WAILUKU - A 62-year-old Honokowai man was taken into custody Wednesday to serve a six-month jail term for a drunken collision last year that left a California woman with ongoing pain and life-altering injuries.
After hitting Karen Huston as she jogged on the side of Lower Honoapiilani Road at about 9 a.m. Oct. 11, 2009, Charles Garner didn't stop, said Deputy Prosecutor Iwalani Mountcastle.
"Had it not been for another witness and concerned citizen who saw the defendant strike Ms. Huston and followed the defendant to his place of employment, the defendant might have gotten away with this," Mountcastle said. "Ms. Huston was knocked unconscious and did not see much of what happened."
When police caught up with Garner, he was stumbling and had red watery eyes and other signs of being intoxicated, Mountcastle said.
His blood-alcohol level was measured at 0.235 percent, nearly three times the legal driving limit of 0.08 percent, Mountcastle said.
Garner had pleaded guilty to leaving the scene of the collision, first-degree negligent injury, driving under the influence of alcohol and driving without insurance.
As part of his sentence, Garner was ordered not to consume alcohol or illegal drugs and to attend at least five Alcoholics Anonymous meetings a week while on five years' probation. He also was ordered to pay $61,199 in restitution and $1,669 in fines and fees. His driver's license was revoked.
Second Circuit Judge Joel August denied Garner's request for a chance to keep convictions off his record, noting that Garner was convicted of drunken driving and leaving the scene of a crash where someone was injured for a July 2003 incident in Idaho.
August said he had "a hard time understanding how something like this could happen twice in one's lifetime."

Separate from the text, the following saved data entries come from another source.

use crate::Error;
use std::{
    collections::BTreeMap,
    sync::{Arc, Mutex, RwLock},
};

/// In-memory implementation of [crate::Storage].
///
/// Writes to a [Blob] become visible to subsequent [crate::Storage::open] calls only
/// after [crate::Blob::sync], which mirrors what survives a restart on disk.
#[derive(Clone, Default)]
pub struct Storage {
    blobs: Arc<Mutex<BTreeMap<String, Vec<u8>>>>,
}

impl crate::Storage for Storage {
    type Blob = Blob;

    fn open(&self, name: &str) -> Result<(Blob, u64), Error> {
        super::validate_name(name)?;

        let mut blobs = self.blobs.lock().unwrap();
        let content = blobs.entry(name.into()).or_default().clone();
        let len = content.len() as u64;
        Ok((Blob::new(self.blobs.clone(), name, content), len))
    }

    fn exists(&self, name: &str) -> Result<bool, Error> {
        super::validate_name(name)?;
        Ok(self.blobs.lock().unwrap().contains_key(name))
    }

    fn remove(&self, name: &str) -> Result<(), Error> {
        super::validate_name(name)?;
        self.blobs
            .lock()
            .unwrap()
            .remove(name)
            .ok_or_else(|| Error::BlobMissing(name.into()))?;
        Ok(())
    }
}

/// Implementation of [crate::Blob] for the in-memory [Storage].
#[derive(Clone)]
pub struct Blob {
    blobs: Arc<Mutex<BTreeMap<String, Vec<u8>>>>,
    name: String,
    content: Arc<RwLock<Vec<u8>>>,
}

impl Blob {
    fn new(blobs: Arc<Mutex<BTreeMap<String, Vec<u8>>>>, name: &str, content: Vec<u8>) -> Self {
        Self {
            blobs,
            name: name.into(),
            content: Arc::new(RwLock::new(content)),
        }
    }
}

impl crate::Blob for Blob {
    fn read_at(&self, buf: &mut [u8], offset: u64) -> Result<(), Error> {
        let offset: usize = offset.try_into().map_err(|_| Error::OffsetOverflow)?;
        let end = offset.checked_add(buf.len()).ok_or(Error::OffsetOverflow)?;
        let content = self.content.read().unwrap();
        if end > content.len() {
            return Err(Error::BlobInsufficientLength);
        }
        buf.copy_from_slice(&content[offset..end]);
        Ok(())
    }

    fn write_at(&self, buf: &[u8], offset: u64) -> Result<(), Error> {
        let offset: usize = offset.try_into().map_err(|_| Error::OffsetOverflow)?;
        let end = offset.checked_add(buf.len()).ok_or(Error::OffsetOverflow)?;
        let mut content = self.content.write().unwrap();
        if end > content.len() {
            content.resize(end, 0);
        }
        content[offset..end].copy_from_slice(buf);
        Ok(())
    }

    fn resize(&self, len: u64) -> Result<(), Error> {
        let len: usize = len.try_into().map_err(|_| Error::OffsetOverflow)?;
        self.content.write().unwrap().resize(len, 0);
        Ok(())
    }

    fn sync(&self) -> Result<(), Error> {
        // Snapshot the content before taking the storage lock
        let new_content = self.content.read().unwrap().clone();

        let mut blobs = self.blobs.lock().unwrap();
        let content = blobs
            .get_mut(&self.name)
            .ok_or_else(|| Error::BlobMissing(self.name.clone()))?;
        *content = new_content;
        Ok(())
    }
}

#[cfg(test)]
mod tests {
    use super::Storage;
    use crate::{storage::tests::run_storage_tests, Blob as _, Error, Storage as _};
    use commonware_macros::test_traced;

    #[test_traced]
    fn test_storage() {
        run_storage_tests(Storage::default());
    }

    #[test_traced]
    fn test_unsynced_writes_invisible() {
        let storage = Storage::default();
        let (blob, _) = storage.open("blob").unwrap();
        blob.write_at(b"pending", 0).unwrap();

        // A fresh handle only sees synced content
        let (_, len) = storage.open("blob").unwrap();
        assert_eq!(len, 0);

        blob.sync().unwrap();
        let (_, len) = storage.open("blob").unwrap();
        assert_eq!(len, 7);
    }

    #[test_traced]
    fn test_sync_after_remove() {
        let storage = Storage::default();
        let (blob, _) = storage.open("blob").unwrap();
        storage.remove("blob").unwrap();
        blob.write_at(b"orphan", 0).unwrap();
        assert!(matches!(blob.sync(), Err(Error::BlobMissing(_))));
    }
}
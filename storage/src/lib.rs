//! Partition a word index into fixed-width assortments keyed by occurrence count.
//!
//! Words that appear on exactly `N` documents are stored in an [assortment] of
//! width `N`: a [table] whose rows hold the word hash, an occurrence counter, the
//! time of the last update, and exactly `N` (url hash, attributes) pairs. A
//! [cluster] groups the assortments `1..=max` of one index and migrates words
//! between them as their occurrence count changes.
//!
//! # Status
//!
//! `wordindex-storage` is **ALPHA** software and is not yet recommended for production use. Developers should
//! expect breaking changes and occasional instability.

pub mod assortment;
pub mod cluster;
pub mod table;
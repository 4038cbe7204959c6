use super::{Config, Error, Keys, Row, Schema};
use bytes::{Buf, BufMut, Bytes, BytesMut};
use commonware_utils::hex;
use std::{
    collections::{BTreeMap, BTreeSet},
    mem::take,
};
use tracing::{debug, warn};
use wordindex_runtime::{Blob, Storage};

/// Magic bytes identifying a table blob.
const MAGIC: [u8; 4] = *b"ATBL";

/// Current version of the table format.
const VERSION: u16 = 1;

/// Length of the fixed part of the header (magic, version, column count).
const HEADER_PREFIX: usize = 8;

/// Status byte of a slot that holds no row.
const FREE: u8 = 0;

/// Status byte of a slot that holds a row.
const OCCUPIED: u8 = 1;

/// Number of slots read at once when rebuilding the index.
const REPLAY_SLOTS: usize = 256;

/// Encode the header describing `schema`.
fn encode_header(schema: &Schema) -> Vec<u8> {
    let mut buf = BytesMut::with_capacity(header_len(schema));
    buf.put_slice(&MAGIC);
    buf.put_u16(VERSION);
    buf.put_u16(schema.columns() as u16);
    for width in schema.widths() {
        buf.put_u32(*width as u32);
    }
    let crc = crc32fast::hash(&buf);
    buf.put_u32(crc);
    buf.to_vec()
}

fn header_len(schema: &Schema) -> usize {
    HEADER_PREFIX + 4 * schema.columns() + 4
}

/// Length of a slot: status byte, row, checksum.
fn record_len(schema: &Schema) -> usize {
    1 + schema.row_width() + 4
}

/// A sorted map from fixed-width keys to fixed-width rows, persisted in a single [Blob].
///
/// The ordered index of keys is held in memory and rebuilt from the blob on [Table::open].
/// Mutations are staged in a write buffer and reach the blob once the buffer fills or on
/// [Table::sync]. A table that is dropped without being closed flushes and syncs any
/// unsynced writes on a best-effort basis.
///
/// A table assumes a single writer; it performs no internal locking.
pub struct Table<E: Storage> {
    storage: E,
    config: Config,
    schema: Schema,
    blob: E::Blob,

    // Layout
    header_len: u64,
    record_len: usize,
    slots: u64,

    // Ordered index of keys to slots
    index: BTreeMap<Bytes, u64>,
    free: BTreeSet<u64>,

    // Records staged in the write buffer
    pending: BTreeMap<u64, Vec<u8>>,
    pending_bytes: usize,

    // Whether records were written to the blob since the last sync
    dirty: bool,
}

impl<E: Storage> Table<E> {
    /// Whether a table blob named `name` exists in `storage`.
    pub fn exists(storage: &E, name: &str) -> Result<bool, Error> {
        Ok(storage.exists(name)?)
    }

    /// Create an empty table, overwriting any blob with the same name.
    pub fn create(storage: E, config: Config, schema: Schema) -> Result<Self, Error> {
        schema.validate()?;
        let (blob, len) = storage.open(&config.name)?;
        if len > 0 {
            warn!(name = %config.name, len, "overwriting existing blob");
            blob.resize(0)?;
        }
        let header = encode_header(&schema);
        blob.write_at(&header, 0)?;
        blob.sync()?;
        debug!(name = %config.name, columns = schema.columns(), "created table");

        Ok(Self::new(
            storage,
            config,
            schema,
            blob,
            header.len() as u64,
            0,
            BTreeMap::new(),
            BTreeSet::new(),
        ))
    }

    /// Open an existing table, reading its schema from the blob header and rebuilding
    /// the index from all occupied slots.
    pub fn open(storage: E, config: Config) -> Result<Self, Error> {
        let (blob, len) = storage.open(&config.name)?;

        // Read the header
        let schema = Self::read_header(&blob, len)?;
        let header_len = header_len(&schema) as u64;
        let record_len = record_len(&schema);

        // Drop any partially written trailing record
        let mut body = len - header_len;
        if body % record_len as u64 != 0 {
            warn!(
                name = %config.name,
                invalid_size = body,
                record_len,
                "blob size is not a multiple of record size, truncating"
            );
            body -= body % record_len as u64;
            blob.resize(header_len + body)?;
            blob.sync()?;
        }
        let slots = body / record_len as u64;

        // Rebuild the index
        let mut index = BTreeMap::new();
        let mut free = BTreeSet::new();
        let mut slot = 0;
        while slot < slots {
            let batch = std::cmp::min(REPLAY_SLOTS as u64, slots - slot);
            let mut buf = vec![0u8; batch as usize * record_len];
            blob.read_at(&mut buf, header_len + slot * record_len as u64)?;
            for record in buf.chunks_exact(record_len) {
                if Self::verify(record, slot)? {
                    let key = &record[1..1 + schema.key_width()];
                    if let Some(previous) = index.insert(Bytes::copy_from_slice(key), slot) {
                        warn!(slot, previous, key = %hex(key), "duplicate key");
                        return Err(Error::DuplicateRecord(slot));
                    }
                } else {
                    free.insert(slot);
                }
                slot += 1;
            }
        }
        debug!(
            name = %config.name,
            entries = index.len(),
            free = free.len(),
            "opened table"
        );

        Ok(Self::new(
            storage, config, schema, blob, header_len, slots, index, free,
        ))
    }

    #[allow(clippy::too_many_arguments)]
    fn new(
        storage: E,
        config: Config,
        schema: Schema,
        blob: E::Blob,
        header_len: u64,
        slots: u64,
        index: BTreeMap<Bytes, u64>,
        free: BTreeSet<u64>,
    ) -> Self {
        let record_len = record_len(&schema);
        Self {
            storage,
            config,
            schema,
            blob,
            header_len,
            record_len,
            slots,
            index,
            free,
            pending: BTreeMap::new(),
            pending_bytes: 0,
            dirty: false,
        }
    }

    fn read_header(blob: &E::Blob, len: u64) -> Result<Schema, Error> {
        if len < HEADER_PREFIX as u64 {
            return Err(Error::InvalidHeader(format!("blob too short: {len}")));
        }
        let mut prefix = [0u8; HEADER_PREFIX];
        blob.read_at(&mut prefix, 0)?;
        let mut buf = &prefix[..];
        let mut magic = [0u8; 4];
        buf.copy_to_slice(&mut magic);
        if magic != MAGIC {
            return Err(Error::InvalidHeader(format!(
                "invalid magic: expected {MAGIC:?}, found {magic:?}"
            )));
        }
        let version = buf.get_u16();
        if version != VERSION {
            return Err(Error::InvalidHeader(format!(
                "unsupported version: expected {VERSION}, found {version}"
            )));
        }
        let columns = buf.get_u16() as usize;

        // Read column widths and checksum
        let total = HEADER_PREFIX + 4 * columns + 4;
        if len < total as u64 {
            return Err(Error::InvalidHeader(format!(
                "blob too short for {columns} columns: {len}"
            )));
        }
        let mut header = vec![0u8; total];
        blob.read_at(&mut header, 0)?;
        let stored = (&header[total - 4..]).get_u32();
        let computed = crc32fast::hash(&header[..total - 4]);
        if stored != computed {
            return Err(Error::InvalidHeader(format!(
                "checksum mismatch: stored {stored}, computed {computed}"
            )));
        }
        let mut buf = &header[HEADER_PREFIX..total - 4];
        let widths = (0..columns).map(|_| buf.get_u32() as usize).collect();
        let schema = Schema::new(widths);
        schema.validate()?;
        Ok(schema)
    }

    /// Verify a record read from `slot`, returning whether it holds a row.
    fn verify(record: &[u8], slot: u64) -> Result<bool, Error> {
        match record[0] {
            FREE => Ok(false),
            OCCUPIED => {
                let (body, crc) = record.split_at(record.len() - 4);
                let stored = (&crc[..]).get_u32();
                if stored != crc32fast::hash(body) {
                    return Err(Error::InvalidRecord(slot));
                }
                Ok(true)
            }
            _ => Err(Error::InvalidRecord(slot)),
        }
    }

    fn encode_record(&self, row: &Row) -> Vec<u8> {
        let mut buf = BytesMut::with_capacity(self.record_len);
        buf.put_u8(OCCUPIED);
        for column in row.columns() {
            buf.put_slice(column);
        }
        let crc = crc32fast::hash(&buf);
        buf.put_u32(crc);
        buf.to_vec()
    }

    fn offset(&self, slot: u64) -> u64 {
        self.header_len + slot * self.record_len as u64
    }

    /// Read the row stored at `slot`, preferring the write buffer over the blob.
    fn read(&self, slot: u64, key: &[u8]) -> Result<Row, Error> {
        let record = match self.pending.get(&slot) {
            Some(record) => record.clone(),
            None => {
                let mut record = vec![0u8; self.record_len];
                self.blob.read_at(&mut record, self.offset(slot))?;
                record
            }
        };
        if !Self::verify(&record, slot)? {
            return Err(Error::InvalidRecord(slot));
        }
        let row = Bytes::from(record).slice(1..1 + self.schema.row_width());
        let row = Row::split(row, &self.schema);
        if row.key() != key {
            return Err(Error::InvalidRecord(slot));
        }
        Ok(row)
    }

    /// Stage a record in the write buffer, flushing if the buffer is full.
    fn stage(&mut self, slot: u64, record: Vec<u8>) -> Result<(), Error> {
        self.pending_bytes += record.len();
        if let Some(previous) = self.pending.insert(slot, record) {
            self.pending_bytes -= previous.len();
        }
        if self.pending_bytes >= self.config.write_buffer {
            self.flush()?;
        }
        Ok(())
    }

    /// Write all staged records to the blob (without syncing).
    fn flush(&mut self) -> Result<(), Error> {
        if self.pending.is_empty() {
            return Ok(());
        }
        self.dirty = true;
        self.pending_bytes = 0;
        for (slot, record) in take(&mut self.pending) {
            self.blob.write_at(&record, self.offset(slot))?;
        }
        Ok(())
    }

    /// Insert or replace the row keyed by its first column, returning the replaced row.
    pub fn put(&mut self, row: &Row) -> Result<Option<Row>, Error> {
        if !row.matches(&self.schema) {
            return Err(Error::RowMismatch {
                expected: self.schema.widths().to_vec(),
                found: row.widths(),
            });
        }
        let record = self.encode_record(row);

        // Replace in place
        if let Some(&slot) = self.index.get(row.key()) {
            let previous = self.read(slot, row.key())?;
            self.stage(slot, record)?;
            return Ok(Some(previous));
        }

        // Reuse the lowest free slot or append a new one
        let slot = match self.free.pop_first() {
            Some(slot) => slot,
            None => {
                self.slots += 1;
                self.slots - 1
            }
        };
        self.stage(slot, record)?;
        self.index.insert(Bytes::copy_from_slice(row.key()), slot);
        Ok(None)
    }

    /// Get the row stored for `key`.
    pub fn get(&self, key: &[u8]) -> Result<Option<Row>, Error> {
        match self.index.get(key) {
            Some(&slot) => self.read(slot, key).map(Some),
            None => Ok(None),
        }
    }

    /// Whether a row is stored for `key`.
    pub fn contains(&self, key: &[u8]) -> bool {
        self.index.contains_key(key)
    }

    /// Remove and return the row stored for `key`.
    pub fn remove(&mut self, key: &[u8]) -> Result<Option<Row>, Error> {
        let Some(&slot) = self.index.get(key) else {
            return Ok(None);
        };
        let row = self.read(slot, key)?;
        self.stage(slot, vec![FREE; self.record_len])?;
        self.index.remove(key);
        self.free.insert(slot);
        Ok(Some(row))
    }

    /// Iterate over keys starting at `start`. See [Keys].
    pub fn keys(&self, start: &[u8], ascending: bool, rotate: bool) -> Keys<'_> {
        Keys::new(&self.index, start, ascending, rotate)
    }

    /// Number of stored rows.
    pub fn len(&self) -> usize {
        self.index.len()
    }

    pub fn is_empty(&self) -> bool {
        self.index.is_empty()
    }

    pub fn schema(&self) -> &Schema {
        &self.schema
    }

    pub fn name(&self) -> &str {
        &self.config.name
    }

    /// Flush the write buffer and durably persist the blob.
    pub fn sync(&mut self) -> Result<(), Error> {
        self.flush()?;
        self.blob.sync()?;
        self.dirty = false;
        Ok(())
    }

    /// Sync and close the table.
    pub fn close(mut self) -> Result<(), Error> {
        self.sync()
    }

    /// Discard all staged records and remove the table's blob.
    pub fn destroy(mut self) -> Result<(), Error> {
        self.pending.clear();
        self.pending_bytes = 0;
        self.dirty = false;
        self.storage.remove(&self.config.name)?;
        debug!(name = %self.config.name, "destroyed table");
        Ok(())
    }
}

impl<E: Storage> Drop for Table<E> {
    fn drop(&mut self) {
        if self.pending.is_empty() && !self.dirty {
            return;
        }
        if let Err(err) = self.sync() {
            warn!(name = %self.config.name, ?err, "failed to flush table on drop");
        }
    }
}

Garner said he had a rule of not driving if he had consumed more than three drinks and had left his truck and taken a taxi home from a birthday party two nights before the collision. He said he drank again the following night and went to bed before being awakened by someone returning his pickup truck.
He got up and drove the person home, Garner said. "It didn't even cross my mind I was drunk."
Garner said he hasn't had a drink since last November.
His attorney, William Sloper, said Garner "has finally gotten the message."
"Drinking is no longer going to be part of his life," Sloper said.
Garner apologized to Huston, who was in court Wednesday for the sentencing.
"I am totally sorry," he said. "People that know me know I would never hurt anybody intentionally."
The morning she was struck, at the start of a family vacation, "my life changed forever," Huston said.
For months afterward, she said she couldn't carry her 2-year-old son because of her injuries. She hasn't been able to play ice hockey, jog and practice yoga, she said, and lives in pain.
But Huston said there were also good things that came from what happened.
"I realized the true heartfelt generosity of true friends," she said. "I learned just how strong I could be. I was lucky. As bad as it was, it could have been worse."